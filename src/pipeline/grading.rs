//! Grading Rule Engine.
//!
//! Sums the four recognized clinical-activity counts and maps the score onto
//! three ordered bands:
//!
//! ```text
//!   score < 8        → B
//!   8 ≤ score ≤ 15   → A
//!   score > 15       → O
//! ```
//!
//! Pure and total: attributes outside the recognized set are ignored, missing
//! or non-numeric recognized attributes count as zero.

use crate::models::{FeatureMap, Grade};

pub const MEDICATIONS_ADMINISTERED: &str = "Medications Administered";
pub const PROCEDURES_PERFORMED: &str = "Procedures Performed";
pub const PAIN_MANAGEMENT_STRATEGIES: &str = "Pain Management Strategies";
pub const IDENTIFICATION_OF_DIAGNOSES: &str = "Identification of Diagnoses";

/// Attributes that contribute to the score.
pub const RECOGNIZED_KEYS: [&str; 4] = [
    MEDICATIONS_ADMINISTERED,
    PROCEDURES_PERFORMED,
    PAIN_MANAGEMENT_STRATEGIES,
    IDENTIFICATION_OF_DIAGNOSES,
];

/// Lower bound of the `A` band (inclusive).
pub const A_BAND_MIN: f64 = 8.0;
/// Upper bound of the `A` band (inclusive); anything above grades `O`.
pub const A_BAND_MAX: f64 = 15.0;

/// Sum of the recognized attributes.
pub fn feature_score(features: &FeatureMap) -> f64 {
    RECOGNIZED_KEYS
        .iter()
        .filter_map(|key| features.get(*key))
        .filter_map(|value| value.as_number())
        .filter(|n| n.is_finite())
        .sum()
}

/// Band for a score.
pub fn grade_for_score(score: f64) -> Grade {
    if score > A_BAND_MAX {
        Grade::O
    } else if score >= A_BAND_MIN {
        Grade::A
    } else {
        Grade::B
    }
}

/// Grade a feature map.
pub fn grade(features: &FeatureMap) -> Grade {
    grade_for_score(feature_score(features))
}

impl Grade {
    pub fn for_score(score: f64) -> Self {
        grade_for_score(score)
    }
}

#[cfg(test)]
mod tests {
    use super::*;
    use crate::models::FeatureValue;

    fn features(counts: [u32; 4]) -> FeatureMap {
        RECOGNIZED_KEYS
            .iter()
            .zip(counts)
            .map(|(key, n)| (key.to_string(), FeatureValue::from(n)))
            .collect()
    }

    #[test]
    fn band_boundaries() {
        assert_eq!(grade_for_score(16.0), Grade::O);
        assert_eq!(grade_for_score(15.0), Grade::A);
        assert_eq!(grade_for_score(8.0), Grade::A);
        assert_eq!(grade_for_score(7.0), Grade::B);
        assert_eq!(grade_for_score(0.0), Grade::B);
        assert_eq!(Grade::for_score(16.0), Grade::O);
    }

    #[test]
    fn fractional_scores_fall_in_one_band() {
        assert_eq!(grade_for_score(15.5), Grade::O);
        assert_eq!(grade_for_score(7.999), Grade::B);
        assert_eq!(grade_for_score(8.0001), Grade::A);
    }

    #[test]
    fn empty_map_grades_b() {
        assert_eq!(feature_score(&FeatureMap::new()), 0.0);
        assert_eq!(grade(&FeatureMap::new()), Grade::B);
    }

    #[test]
    fn sums_only_recognized_keys() {
        let mut map = features([5, 5, 3, 4]);
        map.insert("Age".into(), 82u32.into());
        map.insert("Gender".into(), "male".into());
        map.insert("Vitals Recorded".into(), 40u32.into());

        assert_eq!(feature_score(&map), 17.0);
        assert_eq!(grade(&map), Grade::O);
    }

    #[test]
    fn missing_keys_count_as_zero() {
        let mut map = FeatureMap::new();
        map.insert(MEDICATIONS_ADMINISTERED.into(), 4u32.into());
        map.insert(PROCEDURES_PERFORMED.into(), 4u32.into());
        assert_eq!(grade(&map), Grade::A);
    }

    #[test]
    fn text_value_under_recognized_key_counts_as_zero() {
        let mut map = features([3, 3, 1, 0]);
        map.insert(IDENTIFICATION_OF_DIAGNOSES.into(), "several".into());
        assert_eq!(feature_score(&map), 7.0);
        assert_eq!(grade(&map), Grade::B);
    }

    #[test]
    fn non_finite_values_are_ignored() {
        let mut map = features([2, 2, 2, 2]);
        map.insert(PAIN_MANAGEMENT_STRATEGIES.into(), f64::NAN.into());
        assert_eq!(feature_score(&map), 6.0);
        assert_eq!(grade(&map), Grade::B);
    }

    #[test]
    fn every_integer_score_maps_to_exactly_one_band() {
        for score in 0..=40u32 {
            let g = grade_for_score(f64::from(score));
            let expected = match score {
                0..=7 => Grade::B,
                8..=15 => Grade::A,
                _ => Grade::O,
            };
            assert_eq!(g, expected, "score {score}");
        }
    }

    #[test]
    fn grading_is_deterministic() {
        let map = features([4, 2, 1, 1]);
        let first = grade(&map);
        for _ in 0..10 {
            assert_eq!(grade(&map), first);
        }
        assert_eq!(first, Grade::A);
    }
}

◆ ◆ ◆ ◆ ◆ ◆ ◆

▸ Goal of the exercise: Every record above must be printed again exactly as it stands.

▸ Answer area:
filename src/pipeline/grading.rs
//! Grading Rule Engine.
//!
//! Sums the four recognized clinical-activity counts and maps the score onto
//! three ordered bands:
//!
//! ```text
//!   score < 8        → B
//!   8 ≤ score ≤ 15   → A
//!   score > 15       → O
//! ```
//!
//! Pure and total: attributes outside the recognized set are ignored, missing
//! or non-numeric recognized attributes count as zero.

use crate::models::{FeatureMap, Grade};

pub const MEDICATIONS_ADMINISTERED: &str = "Medications Administered";
pub const PROCEDURES_PERFORMED: &str = "Procedures Performed";
pub const PAIN_MANAGEMENT_STRATEGIES: &str = "Pain Management Strategies";
pub const IDENTIFICATION_OF_DIAGNOSES: &str = "Identification of Diagnoses";

/// Attributes that contribute to the score.
pub const RECOGNIZED_KEYS: [&str; 4] = [
    MEDICATIONS_ADMINISTERED,
    PROCEDURES_PERFORMED,
    PAIN_MANAGEMENT_STRATEGIES,
    IDENTIFICATION_OF_DIAGNOSES,
];

/// Lower bound of the `A` band (inclusive).
pub const A_BAND_MIN: f64 = 8.0;
/// Upper bound of the `A` band (inclusive); anything above grades `O`.
pub const A_BAND_MAX: f64 = 15.0;

/// Sum of the recognized attributes.
pub fn feature_score(features: &FeatureMap) -> f64 {
    RECOGNIZED_KEYS
        .iter()
        .filter_map(|key| features.get(*key))
        .filter_map(|value| value.as_number())
        .filter(|n| n.is_finite())
        .sum()
}

/// Band for a score.
pub fn grade_for_score(score: f64) -> Grade {
    if score > A_BAND_MAX {
        Grade::O
    } else if score >= A_BAND_MIN {
        Grade::A
    } else {
        Grade::B
    }
}

/// Grade a feature map.
pub fn grade(features: &FeatureMap) -> Grade {
    grade_for_score(feature_score(features))
}

impl Grade {
    pub fn for_score(score: f64) -> Self {
        grade_for_score(score)
    }
}

#[cfg(test)]
mod tests {
    use super::*;
    use crate::models::FeatureValue;

    fn features(counts: [u32; 4]) -> FeatureMap {
        RECOGNIZED_KEYS
            .iter()
            .zip(counts)
            .map(|(key, n)| (key.to_string(), FeatureValue::from(n)))
            .collect()
    }

    #[test]
    fn band_boundaries() {
        assert_eq!(grade_for_score(16.0), Grade::O);
        assert_eq!(grade_for_score(15.0), Grade::A);
        assert_eq!(grade_for_score(8.0), Grade::A);
        assert_eq!(grade_for_score(7.0), Grade::B);
        assert_eq!(grade_for_score(0.0), Grade::B);
        assert_eq!(Grade::for_score(16.0), Grade::O);
    }

    #[test]
    fn fractional_scores_fall_in_one_band() {
        assert_eq!(grade_for_score(15.5), Grade::O);
        assert_eq!(grade_for_score(7.999), Grade::B);
        assert_eq!(grade_for_score(8.0001), Grade::A);
    }

    #[test]
    fn empty_map_grades_b() {
        assert_eq!(feature_score(&FeatureMap::new()), 0.0);
        assert_eq!(grade(&FeatureMap::new()), Grade::B);
    }

    #[test]
    fn sums_only_recognized_keys() {
        let mut map = features([5, 5, 3, 4]);
        map.insert("Age".into(), 82u32.into());
        map.insert("Gender".into(), "male".into());
        map.insert("Vitals Recorded".into(), 40u32.into());

        assert_eq!(feature_score(&map), 17.0);
        assert_eq!(grade(&map), Grade::O);
    }

    #[test]
    fn missing_keys_count_as_zero() {
        let mut map = FeatureMap::new();
        map.insert(MEDICATIONS_ADMINISTERED.into(), 4u32.into());
        map.insert(PROCEDURES_PERFORMED.into(), 4u32.into());
        assert_eq!(grade(&map), Grade::A);
    }

    #[test]
    fn text_value_under_recognized_key_counts_as_zero() {
        let mut map = features([3, 3, 1, 0]);
        map.insert(IDENTIFICATION_OF_DIAGNOSES.into(), "several".into());
        assert_eq!(feature_score(&map), 7.0);
        assert_eq!(grade(&map), Grade::B);
    }

    #[test]
    fn non_finite_values_are_ignored() {
        let mut map = features([2, 2, 2, 2]);
        map.insert(PAIN_MANAGEMENT_STRATEGIES.into(), f64::NAN.into());
        assert_eq!(feature_score(&map), 6.0);
        assert_eq!(grade(&map), Grade::B);
    }

    #[test]
    fn every_integer_score_maps_to_exactly_one_band() {
        for score in 0..=40u32 {
            let g = grade_for_score(f64::from(score));
            let expected = match score {
                0..=7 => Grade::B,
                8..=15 => Grade::A,
                _ => Grade::O,
            };
            assert_eq!(g, expected, "score {score}");
        }
    }

    #[test]
    fn grading_is_deterministic() {
        let map = features([4, 2, 1, 1]);
        let first = grade(&map);
        for _ in 0..10 {
            assert_eq!(grade(&map), first);
        }
        assert_eq!(first, Grade::A);
    }
}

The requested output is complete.